Blocks are composed of building forms. These forms are derived from rational, local, and regional typologies. A thorough understanding of applicable forms should be achieved prior to block and neighborhood design.
A thorough precedent study should take place to determine relevant types applicable to region, climate, and scale. Blocks are then composed of forms based on choice of scale and proportion, not use.
Incorporate massing study as design tool whenever possible.
Design rational, simple plans that function inside the chosen forms. They should be flexible and expandable as necessary.
The large tenement building is an appropriate form to include in dense, urban applications. It is suitable for increasing the number of units and offering an affordable product mix to an area. Because of their mass, tenements should be incorporated appropriately and sparingly. The building above illustrates how a beautifully detailed building can blend into a neighborhood mix seamlessly. The building at left has retail space on the ground floor.

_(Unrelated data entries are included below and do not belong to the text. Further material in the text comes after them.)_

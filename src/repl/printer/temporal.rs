//! Temporal 系オブジェクトの描画。暦やタイムゾーンは参照先のオブジェクトを再帰的に描画する。

use std::fmt::Write as _;

use runtime_heap::number_to_string;
use runtime_heap::temporal::{IsoTime, TemporalObject};
use runtime_heap::Value;

use super::Printer;

fn clock(time: &IsoTime) -> String {
    format!(
        "{:02}:{:02}:{:02}.{:03}{:03}{:03}",
        time.hour, time.minute, time.second, time.millisecond, time.microsecond, time.nanosecond
    )
}

impl Printer<'_> {
    fn highlighted(&mut self, text: &str) {
        let _ = write!(self.out, " \x1b[34;1m{}\x1b[0m", text);
    }

    pub(super) fn temporal(&mut self, object: &TemporalObject) {
        self.type_tag(object.class_name());
        match object {
            TemporalObject::Calendar { identifier } => {
                self.push(" ");
                self.value(&Value::String(identifier.clone()));
            }
            TemporalObject::Duration(d) => {
                let parts = [
                    (d.years, "y"),
                    (d.months, "M"),
                    (d.weeks, "w"),
                    (d.days, "d"),
                    (d.hours, "h"),
                    (d.minutes, "m"),
                    (d.seconds, "s"),
                    (d.milliseconds, "ms"),
                    (d.microseconds, "us"),
                    (d.nanoseconds, "ns"),
                ];
                let text = parts
                    .iter()
                    .map(|(value, unit)| format!("{} {}", number_to_string(*value), unit))
                    .collect::<Vec<_>>()
                    .join(", ");
                self.highlighted(&text);
            }
            TemporalObject::Instant { nanoseconds } => {
                self.push(" ");
                self.value(&Value::BigInt(nanoseconds.clone()));
            }
            TemporalObject::PlainDate { date, calendar } => {
                self.highlighted(&format!("{:04}-{:02}-{:02}", date.year, date.month, date.day));
                self.field("calendar", &Value::Object(*calendar));
            }
            TemporalObject::PlainDateTime {
                date,
                time,
                calendar,
            } => {
                self.highlighted(&format!(
                    "{:04}-{:02}-{:02} {}",
                    date.year,
                    date.month,
                    date.day,
                    clock(time)
                ));
                self.field("calendar", &Value::Object(*calendar));
            }
            TemporalObject::PlainMonthDay {
                month,
                day,
                calendar,
                ..
            } => {
                // 基準年は表示しない
                self.highlighted(&format!("{:02}-{:02}", month, day));
                self.field("calendar", &Value::Object(*calendar));
            }
            TemporalObject::PlainTime { time, calendar } => {
                self.highlighted(&clock(time));
                self.field("calendar", &Value::Object(*calendar));
            }
            TemporalObject::PlainYearMonth {
                year,
                month,
                calendar,
                ..
            } => {
                self.highlighted(&format!("{:04}-{:02}", year, month));
                self.field("calendar", &Value::Object(*calendar));
            }
            TemporalObject::TimeZone {
                identifier,
                offset_nanoseconds,
            } => {
                self.push(" ");
                self.value(&Value::String(identifier.clone()));
                if let Some(offset) = offset_nanoseconds {
                    self.number_field("offset (ns)", *offset);
                }
            }
            TemporalObject::ZonedDateTime {
                nanoseconds,
                time_zone,
                calendar,
            } => {
                self.field("epochNanoseconds", &Value::BigInt(nanoseconds.clone()));
                self.field("timeZone", &Value::Object(*time_zone));
                self.field("calendar", &Value::Object(*calendar));
            }
        }
    }
}

#[cfg(test)]
mod tests {
    use crate::interpreter::{test_util, Interpreter};
    use crate::repl::printer::render;
    use crate::repl::util::strip_ansi;

    fn shown(src: &str) -> String {
        let mut interp = Interpreter::headless();
        let value = test_util::eval(&mut interp, src).expect("eval");
        strip_ansi(&render(&interp.heap, &value))
    }

    #[test]
    fn plain_date_shows_iso_fields_and_calendar() {
        assert_eq!(
            shown("new Temporal.PlainDate(2021, 7, 6)"),
            "[Temporal.PlainDate] 2021-07-06\n  calendar: [Temporal.Calendar] \"iso8601\""
        );
    }

    #[test]
    fn duration_lists_every_unit() {
        assert_eq!(
            shown("new Temporal.Duration(1, 2, 0, 0, 0, 0, 0, 0, 0, 5)"),
            "[Temporal.Duration] 1 y, 2 M, 0 w, 0 d, 0 h, 0 m, 0 s, 0 ms, 0 us, 5 ns"
        );
    }

    #[test]
    fn plain_time_pads_subsecond_fields() {
        assert_eq!(
            shown("new Temporal.PlainTime(1, 2, 3, 4, 5, 6)"),
            "[Temporal.PlainTime] 01:02:03.004005006\n  calendar: [Temporal.Calendar] \"iso8601\""
        );
    }

    #[test]
    fn zoned_date_time_lists_components() {
        let text = shown("new Temporal.ZonedDateTime(0n, new Temporal.TimeZone('UTC'))");
        let lines: Vec<&str> = text.lines().collect();
        assert_eq!(lines[0], "[Temporal.ZonedDateTime]");
        assert_eq!(lines[1], "  epochNanoseconds: 0");
        assert!(lines[2].starts_with("  timeZone: [Temporal.TimeZone] \"UTC\""), "{}", text);
        assert!(text.contains("calendar: [Temporal.Calendar] \"iso8601\""), "{}", text);
    }
}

The warehouse form is a good design tool when a larger building form, or increased density is required in a single block. This building form can provide affordable housing options and office space if needed. The form above illustrates how, although similar, each unit achieves a sense of dignity and beauty adding value to the overall building. Proper proportion and execution of details are crucial to the success of a building of this scale.
A compound is a collection of forms that create a more authentic sequence of spaces than one single large form may allow. It is an essential ingredient that should be incorporated into block design. The compound is very flexible. It can function in a variety of ways and meet a range of neighborhood and block-level needs.